Oysa her şey ne kadar da güzel başlamıştı. Tamam, hafta sonu yaşadığımız Konya maçının ardından normal olarak Arsenal karşısında pek de umutlu olmamak lazımdı ama insanın içi el vermiyor umutsuzluğa kapılmaya. Özellikle ilk yarının 10 dakikası rakibin tek kale oynaması canımızı biraz sıkmış olsa da daha sonra pek de bir şey oynamamıza rağmen maçı biraz da olsa dengeleyebildik. Tabi ki burada teknik - taktik analize girmeyeceğim onu benden çok daha iyi yapan arkadaşlar var. İkinci yarı ise gol için biraz da olsa bastırmaya başlayınca arkamı dönüp arkadaşıma "Çok da havaya girmemek lazım" dememin ardından şom ağzıma diyerek ilk golü yedik. 64. dakikada ise Ramsey'in ayağından gelen golün arından 64 dakika ayakta olan ben önümdeki boş koltuğa çökerek maçı takip etmeye başladım. İçimden kalkıp gitmek gelmesine rağmen inanın bunu kendime yakıştıramadığım için yapmadım. O an Fenerbahçe pozisyonlar yakalamasına rağmen benim içimde ne bir heves ne de bir umut kalmadığı için ne ayağa kalkıyordum ne de başka bir şey. Başımı önümdeki demirlere dayamış maçı izlerken tek gördüğüm Arsenal kalecisi Szczesny, tek duyduğum ise  ahlar vahlar idi. Bir an gözlerim doldu. Kaç yaşında adamım utanmasam o kadar kişinin içinde oturup ağlayacaktım. Kendi kendime 10 dakika boyunca "Kalk Püzant" dememe rağmen yapamadım ta ki bir başka tribünde oturan arkadaşımdan gelen "Çıkalım mı?" mesajına kadar. Biliyorum ki O da ikinci golden sonra kalkmak istemiş ama benim gibi kendine yediremediğinden kalmamıştı. O benden biraz daha cesaretli çıktı ve bana mesajı attı ve ben de tamam kardeşim geliyorum dedim ve stadı penaltı atılırken terk ettim.
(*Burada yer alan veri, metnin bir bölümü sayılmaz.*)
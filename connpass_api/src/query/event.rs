use crate::types::{EventID, SeriesID};

use super::{
    common::{Query, QueryCommon},
    time::{encode_times, Time},
};

/// Search criteria for `/api/v1/event/`.
///
/// Values inside one field are OR'd by the server, distinct fields are AND'd.
/// Empty fields add no constraint.
#[derive(Clone, Debug, Default, PartialEq)]
pub struct EventQuery {
    pub common: QueryCommon,
    pub event_ids: Vec<EventID>,
    /// Keywords that must all match.
    pub keywords: Vec<String>,
    /// Keywords of which at least one must match.
    pub keywords_or: Vec<String>,
    pub times: Vec<Time>,
    /// Nicknames of participants.
    pub nicknames: Vec<String>,
    pub owner_nicknames: Vec<String>,
    pub series_ids: Vec<SeriesID>,
}

impl Query for EventQuery {
    fn get_common(&mut self) -> &mut QueryCommon {
        &mut self.common
    }
    fn to_pairs(&self) -> Vec<(&'static str, String)> {
        let mut pairs = Vec::new();
        for event_id in self.event_ids.iter() {
            pairs.push(("event_id", event_id.to_string()));
        }
        for keyword in self.keywords.iter() {
            pairs.push(("keyword", keyword.clone()));
        }
        for keyword in self.keywords_or.iter() {
            pairs.push(("keyword_or", keyword.clone()));
        }
        let (ymd, ym) = encode_times(&self.times);
        if let Some(ymd) = ymd {
            pairs.push(("ymd", ymd));
        }
        if let Some(ym) = ym {
            pairs.push(("ym", ym));
        }
        for nickname in self.nicknames.iter() {
            pairs.push(("nickname", nickname.clone()));
        }
        for owner in self.owner_nicknames.iter() {
            pairs.push(("owner_nickname", owner.clone()));
        }
        for series_id in self.series_ids.iter() {
            pairs.push(("series_id", series_id.to_string()));
        }
        self.common.add_to_pairs(&mut pairs);
        pairs
    }
}

impl EventQuery {
    pub fn with_event_id(mut self, event_id: EventID) -> Self {
        self.event_ids.push(event_id);
        self
    }
    pub fn with_event_ids(mut self, event_ids: &[EventID]) -> Self {
        self.event_ids.extend_from_slice(event_ids);
        self
    }

    pub fn with_keyword(mut self, keyword: &str) -> Self {
        self.keywords.push(keyword.to_string());
        self
    }
    pub fn with_keywords<S: AsRef<str>>(mut self, keywords: &[S]) -> Self {
        self.keywords
            .extend(keywords.iter().map(|k| k.as_ref().to_string()));
        self
    }

    pub fn with_keyword_or(mut self, keyword: &str) -> Self {
        self.keywords_or.push(keyword.to_string());
        self
    }
    pub fn with_keywords_or<S: AsRef<str>>(mut self, keywords: &[S]) -> Self {
        self.keywords_or
            .extend(keywords.iter().map(|k| k.as_ref().to_string()));
        self
    }

    pub fn with_time(mut self, time: Time) -> Self {
        self.times.push(time);
        self
    }
    pub fn with_times(mut self, times: &[Time]) -> Self {
        self.times.extend_from_slice(times);
        self
    }

    pub fn with_nickname(mut self, nickname: &str) -> Self {
        self.nicknames.push(nickname.to_string());
        self
    }
    pub fn with_nicknames<S: AsRef<str>>(mut self, nicknames: &[S]) -> Self {
        self.nicknames
            .extend(nicknames.iter().map(|n| n.as_ref().to_string()));
        self
    }

    pub fn with_owner_nickname(mut self, nickname: &str) -> Self {
        self.owner_nicknames.push(nickname.to_string());
        self
    }
    pub fn with_owner_nicknames<S: AsRef<str>>(mut self, nicknames: &[S]) -> Self {
        self.owner_nicknames
            .extend(nicknames.iter().map(|n| n.as_ref().to_string()));
        self
    }

    pub fn with_series_id(mut self, series_id: SeriesID) -> Self {
        self.series_ids.push(series_id);
        self
    }
    pub fn with_series_ids(mut self, series_ids: &[SeriesID]) -> Self {
        self.series_ids.extend_from_slice(series_ids);
        self
    }
}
Kaç saat geçti maçın ardından hala zoruma gidiyor hala dargınım Fenerbahçeme. Daha doğrusu o formayı giyen ama maalesef o formanın ağırlığını taşıyamayan futbolcularımıza. 3-0 yenilebilirsin, 5-0 yenilebilirsin bunları sorun yapsaydık zaten Fenerbahçeli olmazdık ama bugün benim gibi takıma kızan, sinirlenen herkesin ortak noktası skor değil. Hepimizin sinirlendiği nokta takımın bu kadar ruhsuz oluşu. Sahada ne mücadele var, ne istek var ne de arzu. Tek istediğimiz şey koşun, mücadele edin, o formaya terinizi akıtın hatta yeri geldiğinde rakibe sert dalın ama bir şeyler yapın.

Hala içim acıyor. Aklıma geldikçe sinirleniyorum. Kimsenin ama kimsenin Fenerbahçe'yi bu hale sokmaya hakkı yok. Biz takımımıza en kötü günlerinde desteğimizi verdik, marşta da dediği gibi "Çünkü Biz Fenerbahçeliyiz" ama biraz da artık takımın taraftara destek olması lazım değil mi? Biraz yüzümüzün gülmesi çok mu fazla? Ben maçtan geliyorum, kendime şöyle bir bakıyorum hayvan gibi terlemişim, sesim gitmiş, tüm günün yorgunluğu vs. vs. ama takım ne yapıyor 90 dakika mücadeleyi bize fazla görüyor.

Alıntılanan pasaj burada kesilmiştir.